--- Given records Enclosed Below ---

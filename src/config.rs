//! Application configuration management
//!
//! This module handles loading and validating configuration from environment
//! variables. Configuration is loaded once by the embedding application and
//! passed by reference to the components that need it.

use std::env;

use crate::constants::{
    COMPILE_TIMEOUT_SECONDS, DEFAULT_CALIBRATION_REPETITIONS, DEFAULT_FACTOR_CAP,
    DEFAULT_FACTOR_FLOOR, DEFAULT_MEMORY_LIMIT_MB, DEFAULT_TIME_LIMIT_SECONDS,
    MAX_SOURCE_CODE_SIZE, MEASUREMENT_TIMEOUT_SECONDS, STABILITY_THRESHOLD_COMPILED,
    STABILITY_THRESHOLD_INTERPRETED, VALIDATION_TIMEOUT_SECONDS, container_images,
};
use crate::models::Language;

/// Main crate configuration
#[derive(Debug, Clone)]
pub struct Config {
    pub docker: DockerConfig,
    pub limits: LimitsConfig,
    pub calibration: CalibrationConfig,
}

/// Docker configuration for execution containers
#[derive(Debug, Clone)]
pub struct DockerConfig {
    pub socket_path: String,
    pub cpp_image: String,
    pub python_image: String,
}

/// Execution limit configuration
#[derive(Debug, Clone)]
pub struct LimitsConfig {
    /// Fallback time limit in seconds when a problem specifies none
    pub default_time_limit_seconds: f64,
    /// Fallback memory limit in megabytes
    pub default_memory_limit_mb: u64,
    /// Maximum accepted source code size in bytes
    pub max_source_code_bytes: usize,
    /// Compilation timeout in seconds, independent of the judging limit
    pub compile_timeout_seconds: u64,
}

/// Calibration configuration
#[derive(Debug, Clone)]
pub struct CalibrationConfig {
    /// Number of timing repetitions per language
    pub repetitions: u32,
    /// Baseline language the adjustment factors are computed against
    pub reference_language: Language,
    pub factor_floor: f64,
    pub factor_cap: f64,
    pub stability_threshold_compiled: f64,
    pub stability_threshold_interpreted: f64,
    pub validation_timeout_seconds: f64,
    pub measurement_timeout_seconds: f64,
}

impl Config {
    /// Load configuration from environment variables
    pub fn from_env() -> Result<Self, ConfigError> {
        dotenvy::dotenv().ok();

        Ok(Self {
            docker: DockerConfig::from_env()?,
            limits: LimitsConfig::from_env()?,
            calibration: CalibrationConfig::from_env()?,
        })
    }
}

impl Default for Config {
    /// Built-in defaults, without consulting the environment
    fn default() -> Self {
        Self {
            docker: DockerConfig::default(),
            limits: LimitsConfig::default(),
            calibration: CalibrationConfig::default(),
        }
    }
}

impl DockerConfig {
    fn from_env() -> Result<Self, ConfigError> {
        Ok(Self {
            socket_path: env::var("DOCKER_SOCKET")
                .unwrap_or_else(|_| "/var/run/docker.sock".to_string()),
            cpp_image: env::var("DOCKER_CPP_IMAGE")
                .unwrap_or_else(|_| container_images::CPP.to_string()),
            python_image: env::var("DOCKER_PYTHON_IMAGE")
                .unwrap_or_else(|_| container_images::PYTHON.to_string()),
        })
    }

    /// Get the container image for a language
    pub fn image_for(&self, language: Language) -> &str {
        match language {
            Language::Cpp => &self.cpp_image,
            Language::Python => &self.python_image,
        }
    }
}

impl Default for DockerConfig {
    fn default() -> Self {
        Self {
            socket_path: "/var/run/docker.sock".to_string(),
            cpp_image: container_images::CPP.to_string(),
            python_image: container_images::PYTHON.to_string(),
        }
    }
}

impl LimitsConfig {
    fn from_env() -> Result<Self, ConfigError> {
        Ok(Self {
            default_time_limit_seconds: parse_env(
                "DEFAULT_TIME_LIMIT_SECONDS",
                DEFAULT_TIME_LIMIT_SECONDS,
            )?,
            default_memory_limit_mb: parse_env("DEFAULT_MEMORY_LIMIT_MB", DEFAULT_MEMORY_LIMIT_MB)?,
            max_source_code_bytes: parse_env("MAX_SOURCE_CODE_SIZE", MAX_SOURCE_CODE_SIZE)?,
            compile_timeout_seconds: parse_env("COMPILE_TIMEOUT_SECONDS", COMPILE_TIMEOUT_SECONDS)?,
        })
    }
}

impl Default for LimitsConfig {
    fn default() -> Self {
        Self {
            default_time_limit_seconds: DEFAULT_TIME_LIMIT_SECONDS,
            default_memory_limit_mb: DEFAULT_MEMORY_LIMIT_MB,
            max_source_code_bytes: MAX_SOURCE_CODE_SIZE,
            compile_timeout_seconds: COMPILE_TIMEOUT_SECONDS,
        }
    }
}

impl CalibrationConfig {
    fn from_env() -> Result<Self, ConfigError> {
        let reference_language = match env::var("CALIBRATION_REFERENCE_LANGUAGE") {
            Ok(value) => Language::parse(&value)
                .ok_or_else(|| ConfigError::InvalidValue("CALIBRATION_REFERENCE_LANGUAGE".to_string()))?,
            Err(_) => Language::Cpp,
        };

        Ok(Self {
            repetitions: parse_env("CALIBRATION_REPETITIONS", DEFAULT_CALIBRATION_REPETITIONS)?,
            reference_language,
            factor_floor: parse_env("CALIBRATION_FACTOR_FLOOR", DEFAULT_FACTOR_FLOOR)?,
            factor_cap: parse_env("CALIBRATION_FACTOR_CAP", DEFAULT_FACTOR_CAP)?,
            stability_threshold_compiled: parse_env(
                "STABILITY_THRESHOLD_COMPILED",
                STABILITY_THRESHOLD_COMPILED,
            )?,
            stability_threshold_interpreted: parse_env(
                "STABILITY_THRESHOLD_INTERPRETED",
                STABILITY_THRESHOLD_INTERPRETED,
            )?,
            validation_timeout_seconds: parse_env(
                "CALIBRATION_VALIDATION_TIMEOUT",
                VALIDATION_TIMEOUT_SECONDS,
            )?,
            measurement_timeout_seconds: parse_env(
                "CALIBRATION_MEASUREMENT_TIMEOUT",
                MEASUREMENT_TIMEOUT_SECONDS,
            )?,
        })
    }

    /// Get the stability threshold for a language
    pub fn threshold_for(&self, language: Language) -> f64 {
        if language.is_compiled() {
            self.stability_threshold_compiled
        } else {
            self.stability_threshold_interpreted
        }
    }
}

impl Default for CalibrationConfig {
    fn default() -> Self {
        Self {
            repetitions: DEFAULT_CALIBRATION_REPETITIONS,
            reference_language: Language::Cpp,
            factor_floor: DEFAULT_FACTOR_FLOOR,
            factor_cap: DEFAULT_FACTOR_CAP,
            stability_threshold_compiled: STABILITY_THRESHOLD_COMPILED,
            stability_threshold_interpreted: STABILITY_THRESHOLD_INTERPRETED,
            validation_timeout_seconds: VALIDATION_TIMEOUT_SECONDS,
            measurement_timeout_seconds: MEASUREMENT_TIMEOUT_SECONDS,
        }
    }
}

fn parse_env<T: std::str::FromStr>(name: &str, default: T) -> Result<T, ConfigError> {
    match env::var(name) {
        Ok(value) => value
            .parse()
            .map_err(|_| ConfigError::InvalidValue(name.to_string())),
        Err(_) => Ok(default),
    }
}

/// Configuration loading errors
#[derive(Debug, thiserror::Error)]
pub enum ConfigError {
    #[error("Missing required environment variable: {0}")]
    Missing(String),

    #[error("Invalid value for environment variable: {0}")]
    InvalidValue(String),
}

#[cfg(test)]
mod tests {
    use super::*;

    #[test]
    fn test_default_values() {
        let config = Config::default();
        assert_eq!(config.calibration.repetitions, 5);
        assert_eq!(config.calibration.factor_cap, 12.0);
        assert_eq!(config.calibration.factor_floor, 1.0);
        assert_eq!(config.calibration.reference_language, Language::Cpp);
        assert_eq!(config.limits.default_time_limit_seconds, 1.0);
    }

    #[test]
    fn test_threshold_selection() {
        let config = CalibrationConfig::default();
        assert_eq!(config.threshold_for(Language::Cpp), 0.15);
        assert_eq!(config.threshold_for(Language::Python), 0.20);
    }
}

--- End of Enclosed Given records ---

## The problem
Copy only this part of the entries above: the line with "#[derive(Debug, thiserror::Error)]", the line with "assert_eq!(config.threshold_for(Language::Cpp), 0.15);", and the lines between, all exactly as written.

## Solution
#[derive(Debug, thiserror::Error)]
pub enum ConfigError {
    #[error("Missing required environment variable: {0}")]
    Missing(String),

    #[error("Invalid value for environment variable: {0}")]
    InvalidValue(String),
}

#[cfg(test)]
mod tests {
    use super::*;

    #[test]
    fn test_default_values() {
        let config = Config::default();
        assert_eq!(config.calibration.repetitions, 5);
        assert_eq!(config.calibration.factor_cap, 12.0);
        assert_eq!(config.calibration.factor_floor, 1.0);
        assert_eq!(config.calibration.reference_language, Language::Cpp);
        assert_eq!(config.limits.default_time_limit_seconds, 1.0);
    }

    #[test]
    fn test_threshold_selection() {
        let config = CalibrationConfig::default();
        assert_eq!(config.threshold_for(Language::Cpp), 0.15);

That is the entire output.